Experience with GMHR sugar beet cultivation is limited to the US and Canada, where this GM plant has been grown since 2007. Nonetheless, some conclusions can also be drawn from the long-term cultivation of GMHR oilseed rape (Graef, 2009*). The introduction of GMHR sugar beet cultivation and its HR technology in Europe will alter existing cropping systems and lead to various practice changes (Benbrook, 2009*; Champion et al., 2003*) that may entail agro-environmental effects (Table 2). Locally, GMHR sugar beet cultivation may be expanded to areas that, due to weed pressure, were less suitable for cultivation before.
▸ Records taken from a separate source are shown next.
use derive_more::{Deref, IntoIterator};
use proc_macro2::{Span, TokenStream};
use quote::quote_spanned;
use std::fmt;

///
/// Code
///
/// Stable identifiers for every generation-time failure. The numbering is
/// part of the public surface: tooling and tests match on it, so codes are
/// never reused or renumbered.
///

#[derive(Clone, Copy, Debug, Eq, PartialEq, Hash)]
pub enum Code {
    MethodHasBody,
    InvalidReturnType,
    MissingDateFormatAttribute,
    EssentialTypesNotFound,
    InvalidHeaderName,
    NoPropertiesFound,
    PropertyNotParsable,
    HeaderNamesEmpty,
    UnexpectedParameterType,
    MissingReaderParameter,
    MissingHeaderParameter,
    DuplicateCancellationTokenParameter,
    DuplicateHeaderParameter,
    DuplicateReaderParameter,
    UnexpectedIteratorParameter,
    UnexpectedStreamParameter,
    InvalidDateFormat,
    UnknownBaseType,
    UnknownItemType,
}

impl Code {
    #[must_use]
    pub const fn as_str(self) -> &'static str {
        match self {
            Self::MethodHasBody => "CSVGEN001",
            Self::InvalidReturnType => "CSVGEN002",
            Self::MissingDateFormatAttribute => "CSVGEN004",
            Self::EssentialTypesNotFound => "CSVGEN005",
            Self::InvalidHeaderName => "CSVGEN006",
            Self::NoPropertiesFound => "CSVGEN007",
            Self::PropertyNotParsable => "CSVGEN008",
            Self::HeaderNamesEmpty => "CSVGEN009",
            Self::UnexpectedParameterType => "CSVGEN010",
            Self::MissingReaderParameter => "CSVGEN011",
            Self::MissingHeaderParameter => "CSVGEN012",
            Self::DuplicateCancellationTokenParameter => "CSVGEN013",
            Self::DuplicateHeaderParameter => "CSVGEN014",
            Self::DuplicateReaderParameter => "CSVGEN015",
            Self::UnexpectedIteratorParameter => "CSVGEN016",
            Self::UnexpectedStreamParameter => "CSVGEN017",
            Self::InvalidDateFormat => "CSVGEN018",
            Self::UnknownBaseType => "CSVGEN019",
            Self::UnknownItemType => "CSVGEN020",
        }
    }
}

impl fmt::Display for Code {
    fn fmt(&self, f: &mut fmt::Formatter<'_>) -> fmt::Result {
        f.write_str(self.as_str())
    }
}

///
/// Diagnostic
///
/// One generation-time failure: a stable code, a rendered message, and the
/// offending span. Message templates all live here so the walker, classifier,
/// and resolver never format their own text.
///

#[derive(Clone, Debug)]
pub struct Diagnostic {
    code: Code,
    message: String,
    span: Span,
}

impl Diagnostic {
    pub fn new(code: Code, span: Span, message: impl Into<String>) -> Self {
        Self {
            code,
            message: message.into(),
            span,
        }
    }

    #[must_use]
    pub const fn code(&self) -> Code {
        self.code
    }

    #[must_use]
    pub fn message(&self) -> &str {
        &self.message
    }

    #[must_use]
    pub const fn span(&self) -> Span {
        self.span
    }

    /// Render as a `compile_error!` invocation at the offending span.
    #[must_use]
    pub fn to_compile_error(&self) -> TokenStream {
        let text = format!("[{}] {}", self.code, self.message);
        quote_spanned!(self.span => ::core::compile_error!(#text);)
    }

    //
    // Method-shape violations
    //

    pub fn method_has_body(span: Span, fn_name: &impl fmt::Display) -> Self {
        Self::new(
            Code::MethodHasBody,
            span,
            format!("function '{fn_name}' must be declared without a body; its body is generated"),
        )
    }

    pub fn invalid_return_type(span: Span) -> Self {
        Self::new(
            Code::InvalidReturnType,
            span,
            "function must return 'impl Iterator<Item = Result<T>>' or \
             'impl Stream<Item = Result<T>>' for a record type T",
        )
    }

    pub fn unexpected_parameter_type(span: Span) -> Self {
        Self::new(
            Code::UnexpectedParameterType,
            span,
            "parameter is not of any expected type; expected one of '&mut Reader', '&Header', \
             'CancelToken', 'impl Iterator<Item = Row>', or 'impl Stream<Item = Row>'",
        )
    }

    pub fn missing_reader_parameter(span: Span) -> Self {
        Self::new(
            Code::MissingReaderParameter,
            span,
            "no row source specified; declare one parameter of type '&mut Reader', \
             'impl Iterator<Item = Row>', or 'impl Stream<Item = Row>'",
        )
    }

    pub fn missing_header_parameter(span: Span) -> Self {
        Self::new(
            Code::MissingHeaderParameter,
            span,
            "a raw row sequence cannot resolve column names; add a '&Header' parameter",
        )
    }

    pub fn duplicate_reader_parameter(span: Span) -> Self {
        Self::new(
            Code::DuplicateReaderParameter,
            span,
            "only one row source parameter can be specified in the parameter list",
        )
    }

    pub fn duplicate_header_parameter(span: Span) -> Self {
        Self::new(
            Code::DuplicateHeaderParameter,
            span,
            "only one parameter of type '&Header' can be specified in the parameter list",
        )
    }

    pub fn duplicate_cancellation_token_parameter(span: Span) -> Self {
        Self::new(
            Code::DuplicateCancellationTokenParameter,
            span,
            "only one parameter of type 'CancelToken' can be specified in the parameter list",
        )
    }

    pub fn unexpected_iterator_parameter(span: Span) -> Self {
        Self::new(
            Code::UnexpectedIteratorParameter,
            span,
            "a synchronous row sequence requires the function to return \
             'impl Iterator<Item = Result<T>>', not a stream",
        )
    }

    pub fn unexpected_stream_parameter(span: Span) -> Self {
        Self::new(
            Code::UnexpectedStreamParameter,
            span,
            "an asynchronous row sequence requires the function to return \
             'impl Stream<Item = Result<T>>', not an iterator",
        )
    }

    //
    // Schema violations
    //

    pub fn missing_date_format(span: Span, property: &impl fmt::Display) -> Self {
        Self::new(
            Code::MissingDateFormatAttribute,
            span,
            format!(
                "property '{property}' has a date/time type and must specify \
                 'format = \"..\"' in its #[csv] attribute"
            ),
        )
    }

    pub fn invalid_date_format(
        span: Span,
        property: &impl fmt::Display,
        detail: &impl fmt::Display,
    ) -> Self {
        Self::new(
            Code::InvalidDateFormat,
            span,
            format!("property '{property}' has an invalid date/time format: {detail}"),
        )
    }

    pub fn invalid_header_name(span: Span, property: &impl fmt::Display) -> Self {
        Self::new(
            Code::InvalidHeaderName,
            span,
            format!(
                "property '{property}' has an invalid header name; \
                 a header name cannot be empty or whitespace"
            ),
        )
    }

    pub fn header_names_empty(span: Span, property: &impl fmt::Display) -> Self {
        Self::new(
            Code::HeaderNamesEmpty,
            span,
            format!("property '{property}' must specify one or more header names"),
        )
    }

    pub fn no_properties_found(span: Span, ty: &impl fmt::Display) -> Self {
        Self::new(
            Code::NoPropertiesFound,
            span,
            format!("the type '{ty}' does not have any members with a #[csv] binding"),
        )
    }

    pub fn property_not_parsable(
        span: Span,
        property: &impl fmt::Display,
        ty: &impl fmt::Display,
    ) -> Self {
        Self::new(
            Code::PropertyNotParsable,
            span,
            format!(
                "property '{property}' of type '{ty}' is not parsable; it must be 'String', \
                 a unit-variant enum declared in this invocation, a date/time type, or a \
                 type with the 'FromStr' capability"
            ),
        )
    }

    pub fn unknown_base_type(
        span: Span,
        record: &impl fmt::Display,
        base: &impl fmt::Display,
    ) -> Self {
        Self::new(
            Code::UnknownBaseType,
            span,
            format!(
                "record '{record}' extends '{base}', which is not a record declared in \
                 this invocation"
            ),
        )
    }

    pub fn cyclic_base_type(span: Span, record: &impl fmt::Display) -> Self {
        Self::new(
            Code::UnknownBaseType,
            span,
            format!("the 'extends' chain of record '{record}' is cyclic"),
        )
    }

    pub fn unknown_item_type(span: Span, ty: &impl fmt::Display) -> Self {
        Self::new(
            Code::UnknownItemType,
            span,
            format!("the produced type '{ty}' is not a record declared in this invocation"),
        )
    }

    //
    // Environment violations
    //

    /// One aggregated report for every missing well-known type.
    pub fn essential_types_not_found(span: Span, missing: &[&str]) -> Self {
        Self::new(
            Code::EssentialTypesNotFound,
            span,
            format!(
                "essential types for generation were not found: {}",
                missing.join(", ")
            ),
        )
    }
}

///
/// Diagnostics
///
/// Ordered sink shared by the resolution passes. Rendering never panics and
/// never throws across the generation boundary; a non-empty sink simply means
/// the offending target is skipped.
///

#[derive(Debug, Default, Deref, IntoIterator)]
pub struct Diagnostics {
    #[deref]
    #[into_iterator(owned, ref)]
    items: Vec<Diagnostic>,
}

impl Diagnostics {
    #[must_use]
    pub const fn new() -> Self {
        Self { items: Vec::new() }
    }

    pub fn push(&mut self, diagnostic: Diagnostic) {
        self.items.push(diagnostic);
    }

    /// Render every collected diagnostic as `compile_error!` tokens.
    #[must_use]
    pub fn to_compile_errors(&self) -> TokenStream {
        self.items.iter().map(Diagnostic::to_compile_error).collect()
    }

    /// Codes in collection order, for assertions.
    #[must_use]
    pub fn codes(&self) -> Vec<Code> {
        self.items.iter().map(Diagnostic::code).collect()
    }
}

#[cfg(test)]
mod tests {
    use super::*;

    #[test]
    fn codes_are_stable() {
        assert_eq!(Code::MethodHasBody.as_str(), "CSVGEN001");
        assert_eq!(Code::UnexpectedStreamParameter.as_str(), "CSVGEN017");
        assert_eq!(Code::UnknownItemType.as_str(), "CSVGEN020");
    }

    #[test]
    fn missing_types_aggregate_into_one_message() {
        let diag =
            Diagnostic::essential_types_not_found(Span::call_site(), &["Reader", "CancelToken"]);
        assert_eq!(diag.code(), Code::EssentialTypesNotFound);
        assert!(diag.message().contains("Reader, CancelToken"));
    }

    #[test]
    fn compile_error_text_carries_the_code() {
        let diag = Diagnostic::invalid_return_type(Span::call_site());
        let rendered = diag.to_compile_error().to_string();
        assert!(rendered.contains("compile_error"));
        assert!(rendered.contains("CSVGEN002"));
    }

    #[test]
    fn sink_preserves_order() {
        let mut diags = Diagnostics::new();
        diags.push(Diagnostic::header_names_empty(Span::call_site(), &"a"));
        diags.push(Diagnostic::invalid_header_name(Span::call_site(), &"b"));
        assert_eq!(
            diags.codes(),
            vec![Code::HeaderNamesEmpty, Code::InvalidHeaderName]
        );
    }
}
//! Procedural front end for the `csv_parse!` declaration block.
//!
//! The macro accepts struct, enum, and impl declarations, hands them to
//! `rowbind-core` for schema resolution and synthesis, and re-emits the
//! declarations with every validated parsing fn filled in. All analysis
//! lives in `rowbind-core`; this crate only parses the block and shuttles
//! tokens.

mod attr;
mod expand;
mod parse;

use proc_macro::TokenStream;
use syn::parse_macro_input;

#[proc_macro]
pub fn csv_parse(input: TokenStream) -> TokenStream {
    let block = parse_macro_input!(input as parse::CsvInput);
    expand::expand(block).into()
}
//! Character definitions stored as files.
//!
//! Layout: `{characters_dir}/{id}.yaml` (also `.yml` and `.json`). When
//! several files share an id, the first extension in [`EXTENSIONS`] wins.

use std::path::{Path, PathBuf};

use tracing::{debug, warn};

use aituber_core::character::CharacterStore;
use aituber_types::character::Character;
use aituber_types::error::CharacterError;

const EXTENSIONS: [&str; 3] = ["yaml", "yml", "json"];

/// YAML/JSON character store rooted at one directory.
#[derive(Debug, Clone)]
pub struct FileCharacterStore {
    dir: PathBuf,
}

impl FileCharacterStore {
    pub fn new(dir: impl Into<PathBuf>) -> Self {
        Self { dir: dir.into() }
    }

    pub fn dir(&self) -> &Path {
        &self.dir
    }

    /// Ids of every definition file, sorted and de-duplicated.
    pub async fn list_ids(&self) -> Result<Vec<String>, CharacterError> {
        let mut entries = match tokio::fs::read_dir(&self.dir).await {
            Ok(entries) => entries,
            Err(e) if e.kind() == std::io::ErrorKind::NotFound => return Ok(Vec::new()),
            Err(e) => return Err(storage_error(&self.dir, e)),
        };

        let mut ids = Vec::new();
        while let Some(entry) = entries
            .next_entry()
            .await
            .map_err(|e| storage_error(&self.dir, e))?
        {
            let path = entry.path();
            let is_definition = path
                .extension()
                .and_then(|ext| ext.to_str())
                .is_some_and(|ext| EXTENSIONS.contains(&ext));
            if !is_definition {
                continue;
            }
            if let Some(stem) = path.file_stem().and_then(|s| s.to_str()) {
                ids.push(stem.to_string());
            }
        }

        ids.sort();
        ids.dedup();
        Ok(ids)
    }

    /// Write `character` as `{id}.yaml`, creating the directory if needed.
    pub async fn save(&self, character: &Character) -> Result<PathBuf, CharacterError> {
        character.validate()?;
        check_id(&character.id)?;

        tokio::fs::create_dir_all(&self.dir)
            .await
            .map_err(|e| storage_error(&self.dir, e))?;

        let yaml = serde_yaml_ng::to_string(character)
            .map_err(|e| CharacterError::Storage(format!("failed to serialize: {e}")))?;
        let path = self.dir.join(format!("{}.yaml", character.id));
        tokio::fs::write(&path, yaml)
            .await
            .map_err(|e| storage_error(&path, e))?;

        debug!(character_id = %character.id, path = %path.display(), "Character saved");
        Ok(path)
    }

    /// Remove every definition file for `id`. Returns whether any existed.
    pub async fn delete(&self, id: &str) -> Result<bool, CharacterError> {
        check_id(id)?;
        let mut removed = false;
        for path in self.candidate_paths(id) {
            match tokio::fs::remove_file(&path).await {
                Ok(()) => removed = true,
                Err(e) if e.kind() == std::io::ErrorKind::NotFound => {}
                Err(e) => return Err(storage_error(&path, e)),
            }
        }
        Ok(removed)
    }

    fn candidate_paths(&self, id: &str) -> impl Iterator<Item = PathBuf> + '_ {
        let id = id.to_string();
        EXTENSIONS
            .iter()
            .map(move |ext| self.dir.join(format!("{id}.{ext}")))
    }
}

impl CharacterStore for FileCharacterStore {
    async fn load(&self, id: &str) -> Result<Option<Character>, CharacterError> {
        check_id(id)?;

        for path in self.candidate_paths(id) {
            let content = match tokio::fs::read_to_string(&path).await {
                Ok(content) => content,
                Err(e) if e.kind() == std::io::ErrorKind::NotFound => continue,
                Err(e) => return Err(storage_error(&path, e)),
            };

            let character = parse_character(&path, &content)?;
            if character.id != id {
                return Err(CharacterError::Invalid(format!(
                    "{} declares id '{}'",
                    path.display(),
                    character.id
                )));
            }
            return Ok(Some(character));
        }

        Ok(None)
    }

    async fn load_all(&self) -> Result<Vec<Character>, CharacterError> {
        let mut characters = Vec::new();
        for id in self.list_ids().await? {
            match self.load(&id).await {
                Ok(Some(character)) => characters.push(character),
                Ok(None) => {}
                Err(e) => {
                    warn!(character_id = %id, error = %e, "Skipping unreadable character file")
                }
            }
        }
        Ok(characters)
    }
}

/// Ids become file names; anything that could escape the directory is rejected.
fn check_id(id: &str) -> Result<(), CharacterError> {
    let valid = !id.is_empty()
        && id != "."
        && id != ".."
        && !id.contains(['/', '\\'])
        && !id.starts_with('.');
    if valid {
        Ok(())
    } else {
        Err(CharacterError::Invalid(format!("invalid character id '{id}'")))
    }
}

fn parse_character(path: &Path, content: &str) -> Result<Character, CharacterError> {
    let is_json = path.extension().and_then(|e| e.to_str()) == Some("json");
    let parsed = if is_json {
        serde_json::from_str(content).map_err(|e| e.to_string())
    } else {
        serde_yaml_ng::from_str(content).map_err(|e| e.to_string())
    };
    parsed.map_err(|e| CharacterError::Invalid(format!("{}: {e}", path.display())))
}

fn storage_error(path: &Path, err: std::io::Error) -> CharacterError {
    CharacterError::Storage(format!("{}: {err}", path.display()))
}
Herbicide application pattern: In HR sugar beet cultivation, only the broad-spectrum herbicide glyphosate is applied, usually first at the post-emergence stage and second until 60 – 70% canopy closure. This makes timing more flexible and simplifies weed control (Champion et al., 2003*). In conventional agriculture, usually three to four (up to six) herbicide applications are done, with glyphosate often applied at the pre-seeding or pre-emergent stage to clear fields and postharvest for volunteer control (Märländer, 2005; Schütte and Mertens, 2010), while other herbicides are applied during crop development. With HR sugar beet cultivation, the aim is also to reduce the active ingredient (ai) amount and the number of herbicides. For the case of GMHR oilseed rape in the US and Canada, this holds true only for the first years of cultivation (Champion et al., 2003*; Benbrook, 2009*).

Similarities between sugar beet and oilseed rape rotations (break crops in cereal-dominated rotations typically grown one year in every three, four or five years) and biology (hybridisability, volunteer occurrence, wild relatives) allow changes in agricultural practice to be postulated after years of continued HR technology: a) weeds may become herbicide-tolerant through selection pressure and adaptation, especially if different HR crops resistant to glyphosate are cultivated in the same rotation (Beckie et al., 2006*; Owen and Zelaya, 2005*), b) the composition of weed communities and their seed bank will change (Heard et al., 2003a*; Owen and Zelaya, 2005*), and consequently, c) ai rates, application frequencies, and numbers of ai may increase again, particularly in low-disturbance seeding systems (Senior and Dale, 2002).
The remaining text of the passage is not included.